Le relèvement de l’offre de Royalty Pharma sur Elan pourrait ne pas suffire
Royalty Pharma est prêt à payer le prix fort pour s’offrir Elan. Le fonds d’investissement américain vient une nouvelle fois de relever son offre sur le laboratoire pharmaceutique irlandais, proposant 13 dollars par action en numéraire et un certificat de valeur conditionnelle (CVR) d’un maximum de 2,50 dollars par titre si Tysabri, traitement de la sclérose en plaques, atteint certains objectifs. Tysabri appartient à Biogen, mais Elan perçoit dessus des redevances liées aux ventes. Au mieux, cette offre valorise Elan près de 8 milliards de dollars. Soit une amélioration de l’offre de plus de 20% depuis la première proposition du mois de février.
A l’époque, Elan offrait seulement 11 dollars par action, avant de relever son prix à 12,50 dollars en mai tout en réduisant le taux d’acceptation à 50% plus une action au lieu de 90% précédemment. Un relèvement suivi d’un nouveau rejet d’Elan. Parallèlement, le laboratoire irlandais a tenté comme il le pouvait de contrer l’offre.
D’une part, en proposant de redistribuer à ses actionnaires sous forme de dividendes 20% des futures redevances perçues sur Tysabri. D’autre part, en signant un accord de partage de revenus (de 5% à 20% des ventes) avec Theravance sur quatre traitements de maladies respiratoires en cours de développement, accord pour lequel il a déboursé un milliard de dollars.

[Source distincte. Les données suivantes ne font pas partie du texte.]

//! Statistics generation from the record database
//!
//! This module provides functionality for extracting and displaying
//! record and run statistics from the storage layer.

use crate::storage::{CarRecord, RunRecord, RunStatus, Storage, StorageResult};

/// How many recent records `--stats` lists
pub const RECENT_RECORDS_SHOWN: usize = 5;

/// Record store statistics summary
#[derive(Debug, Clone)]
pub struct CrawlStatistics {
    /// Total number of stored advertisements
    pub total_records: u64,

    /// Records that carry a phone number
    pub with_phone: u64,

    /// Records that carry a VIN
    pub with_vin: u64,

    /// Run counts per final status, in status order
    pub runs_by_status: Vec<(RunStatus, u64)>,

    /// The most recent run, if any
    pub latest_run: Option<RunRecord>,

    /// Newest records first
    pub recent: Vec<CarRecord>,
}

impl CrawlStatistics {
    /// Share of records with a phone, in percent
    pub fn phone_coverage(&self) -> f64 {
        percentage(self.with_phone, self.total_records)
    }

    /// Share of records with a VIN, in percent
    pub fn vin_coverage(&self) -> f64 {
        percentage(self.with_vin, self.total_records)
    }
}

fn percentage(part: u64, total: u64) -> f64 {
    if total > 0 {
        (part as f64 / total as f64) * 100.0
    } else {
        0.0
    }
}

/// Loads statistics from storage
///
/// # Arguments
///
/// * `storage` - The storage backend to query
///
/// # Returns
///
/// * `Ok(CrawlStatistics)` - Successfully loaded statistics
/// * `Err(StorageError)` - Failed to query statistics
pub fn load_statistics(storage: &dyn Storage) -> StorageResult<CrawlStatistics> {
    let mut runs_by_status = Vec::new();
    for status in [
        RunStatus::Running,
        RunStatus::Completed,
        RunStatus::Aborted,
        RunStatus::Cancelled,
    ] {
        let count = storage.count_runs_by_status(status)?;
        if count > 0 {
            runs_by_status.push((status, count));
        }
    }

    Ok(CrawlStatistics {
        total_records: storage.count_records()?,
        with_phone: storage.count_records_with_phone()?,
        with_vin: storage.count_records_with_vin()?,
        runs_by_status,
        latest_run: storage.get_latest_run()?,
        recent: storage.recent_records(RECENT_RECORDS_SHOWN)?,
    })
}

/// Prints statistics to stdout in a formatted manner
///
/// # Arguments
///
/// * `stats` - The statistics to display
pub fn print_statistics(stats: &CrawlStatistics) {
    println!("=== Record Statistics ===\n");

    println!("Overview:");
    println!("  Stored advertisements: {}", stats.total_records);
    println!(
        "  With phone: {} ({:.1}%)",
        stats.with_phone,
        stats.phone_coverage()
    );
    println!("  With VIN: {} ({:.1}%)", stats.with_vin, stats.vin_coverage());
    println!();

    if !stats.runs_by_status.is_empty() {
        println!("Runs by Status:");
        for (status, count) in &stats.runs_by_status {
            println!("  {}: {}", status.to_db_string(), count);
        }
        println!();
    }

    if let Some(run) = &stats.latest_run {
        println!("Latest Run (#{}):", run.id);
        println!("  Started: {}", run.started_at);
        println!(
            "  Finished: {}",
            run.finished_at.as_deref().unwrap_or("still running")
        );
        println!("  Status: {}", run.status.to_db_string());
        println!(
            "  Pages: {}, items: {}, new records: {}, failed: {}",
            run.pages_processed, run.items_processed, run.records_saved, run.items_failed
        );
        if let Some(reason) = &run.abort_reason {
            println!("  Abort reason: {}", reason);
        }
        println!();
    }

    if !stats.recent.is_empty() {
        println!("Most Recent Records:");
        for record in &stats.recent {
            let price = record
                .price_usd
                .map(|p| format!("${:.0}", p))
                .unwrap_or_else(|| "no price".to_string());
            println!("  - {} ({}) {}", record.title, price, record.url);
        }
    }
}
//! URL handling module
//!
//! This module provides URL canonicalization, relative link resolution and
//! the URL shape checks used to tell listing pages from advertisement pages.

mod normalize;
mod patterns;

// Re-export main functions
pub use normalize::{canonicalize, origin_of, resolve};
pub use patterns::{extract_ad_id, is_detail_url, is_listing_url};

/// Returns true if a fetch of `requested` that ended on `final_url` left the
/// expected page shape
///
/// A detail request must stay on a detail page, and a listing request must
/// stay on a listing page. Anything else means the site redirected us
/// somewhere we did not ask for, typically a block or verification page.
pub fn redirected_off_shape(requested: &str, final_url: &str) -> bool {
    if canonicalize(requested).ok() == canonicalize(final_url).ok() {
        return false;
    }

    if is_detail_url(requested) {
        !is_detail_url(final_url)
    } else if is_listing_url(requested) {
        !is_listing_url(final_url)
    } else {
        false
    }
}
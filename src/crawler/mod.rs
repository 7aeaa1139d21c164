//! Crawler module for listing traversal and advertisement fetching
//!
//! This module contains the core crawling logic, including:
//! - The HTTP and headless-browser fetch strategies
//! - Page classification and the phone reveal
//! - Request pacing, concurrency limiting and retries
//! - Overall crawl coordination

mod browser_fetcher;
mod classifier;
mod coordinator;
mod fetcher;
mod http_fetcher;
mod phone;
mod scheduler;
mod stealth;

pub use browser_fetcher::BrowserFetcher;
pub use classifier::{classify, PageClass};
pub use coordinator::{run_crawl, Coordinator, CrawlReport};
pub use fetcher::{DetailFetch, FetchStrategy, PageFetchResult};
pub use http_fetcher::{build_http_client, HttpFetcher};
pub use phone::{looks_like_phone, lookup_phone, normalize_phone, parse_phone_response};
pub use scheduler::{fetch_with_retry, jittered, RetryPolicy, Scheduler};
pub use stealth::InteractionPlan;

Cette offre est «très, très généreuse», estime UBS, tout en doutant que les actionnaires approuvent les propositions de la direction d’Elan, lors de l’assemblée générale du 17 juin prochain. «A première vue, c’est sans doute insuffisant, estime pour sa part Exane BNP Paribas. La bataille s’annonce longue».
Pour l’heure, Elan attend d’étudier cette nouvelle offre avant de se prononcer, et recommande à ses actionnaires d’attendre. Elan se valorise entre 15,50 et 20,80 dollars par action. Néanmoins, dès l’ouverture à New York, le cours évoluait au-dessus de la barre des 13 dollars.
Le CVR d’un maximum de 2,50 dollars sera versé si trois étapes sont atteintes. D’une part, si les autorités sanitaires américaines autorisent l’usage de Tysabri pour une forme chronique progressive secondaire de la sclérose en plaques avant 2017. D’autre part, si les ventes annuelles mondiales de Tysabri atteignent 2,6 milliards de dollars avant fin 2015. Enfin, si le chiffre d’affaires atteint 3,1 milliards avant la fin 2017.